Industrial Court chairman Augustine Anthony presided over the case.
During the trial, which began on Feb 28, 2019, MDEC argued that Kuruvilla’s work performance went on a downward spiral after 2015, which forced the organisation to place him under several performance improvement plans (PIP) until 2017.
They claimed that despite all the guidance given, Kuruvilla was said to have not made much improvements, which led to his dismissal in May 2018.
However, Kuruvilla’s defence team countered by saying that since being employed there in 2007 in a senior managerial role, the former was performing well for seven years until a new CEO took over MDEC in September 2014.
Kuruvilla was then transferred to another department in April 2015.
The new CEO, Datuk Yasmin Mahmood, served MDEC for four years before quitting in January 2019.
Kuruvilla said that he was not a lacklustre performer and should have never been placed under the PIPs, adding that in the new department, he was given multiple objectives unrelated to his job scope.
Kuruvilla was also made subordinate to several other managers, given little guidance, and at times placed under humiliating circumstances.
He claimed that it was an attempt by MDEC to terminate his services, by engaging in unfair labour practices to victimise him.
After listening to both counsel’s argument, Anthony decided that Kuruvilla’s was indeed not given enough time to accomplish the tasks assigned to him. The court chairman also found that Kuruvilla was not given enough opportunity to improve and was not given adequate guidance during his PIPs.
It was determined that Kuruvilla’s frequent transfers, in a short period of less than four years after his September 2014 transfer to another department, and his placement under various performance managers was clear evidence of MDEC putting him under extreme pressure and created hurdles to his work performance.
As such, the company’s overall conduct was deemed not to help Kuruvilla’s performance, but was driven to cause its deterioration instead. To this, Anthony ruled that MDEC failed to prove that his dismissal from employment was done with just cause.
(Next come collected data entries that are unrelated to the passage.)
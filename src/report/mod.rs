//! Text reports of a run: transcript, final summary and bullet points.

pub mod json;
pub mod markdown;
pub mod text;

use crate::aggregate::BulletItem;
use crate::config::ReportFormat;
use serde::Serialize;

#[derive(Debug, Clone, Serialize)]
pub struct SummaryReport {
    pub video_id: String,
    pub transcript: String,
    pub final_summary: String,
    pub bullets: Vec<BulletItem>,
}

pub trait ReportFormatter {
    fn format(&self, report: &SummaryReport) -> String;
    fn extension(&self) -> &'static str;
}

pub fn create_formatter(format: ReportFormat, include_transcript: bool) -> Box<dyn ReportFormatter> {
    match format {
        ReportFormat::Markdown => Box::new(markdown::MarkdownFormatter { include_transcript }),
        ReportFormat::Json => Box::new(json::JsonFormatter { include_transcript }),
        ReportFormat::Text => Box::new(text::TextFormatter { include_transcript }),
    }
}

#[cfg(test)]
pub(crate) fn sample_report() -> SummaryReport {
    SummaryReport {
        video_id: "dQw4w9WgXcQ".to_string(),
        transcript: "We're no strangers to love. You know the rules.".to_string(),
        final_summary: "A song about commitment. It promises loyalty.".to_string(),
        bullets: vec![
            BulletItem {
                ordinal: 1,
                text: "A song about commitment.".to_string(),
            },
            BulletItem {
                ordinal: 2,
                text: "It promises loyalty.".to_string(),
            },
        ],
    }
}

#[cfg(test)]
mod tests {
    use super::*;

    #[test]
    fn test_create_formatter_extensions() {
        assert_eq!(create_formatter(ReportFormat::Markdown, true).extension(), "md");
        assert_eq!(create_formatter(ReportFormat::Json, true).extension(), "json");
        assert_eq!(create_formatter(ReportFormat::Text, true).extension(), "txt");
    }

    #[test]
    fn test_create_formatter_drops_transcript() {
        let report = sample_report();
        for format in [ReportFormat::Markdown, ReportFormat::Json, ReportFormat::Text] {
            let with = create_formatter(format, true).format(&report);
            let without = create_formatter(format, false).format(&report);
            assert!(with.contains("strangers to love"), "{format}");
            assert!(!without.contains("strangers to love"), "{format}");
            assert!(without.contains("It promises loyalty."), "{format}");
        }
    }
}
Kuruvilla’s awarded sum includes 24 months of back wages totalling RM572,208, and compensation in lieu of reinstatement for 10 months, totalling RM238,420.
On related matter, MDEC chairman Datuk Rais Hussin told FocusM that he will provide an official statement once he had gathered details in regards to the recent court decision and their next course of action.
Last month, MDEC announced a major shake-up of its management team to keep up with the challenges of unprecedented times.
Eight senior executives have left the organisation in stages since last year, prompting many to speculate that was a crisis in MDEC, which the latter have denied.
“Recent hires include executives from the private sector such as IBM, Microsoft, Celcom Bhd, Touch ‘N’ Go, Astro, Edelman, technology start-ups, Pemandu Associates, Media Prima Bhd and more.
“This is an unprecedented time in human history, and we welcome the constructive feedback and support to enable us to lead the digital economy forward to benefit the many,” MDEC was reported saying. – Feb 6, 2021.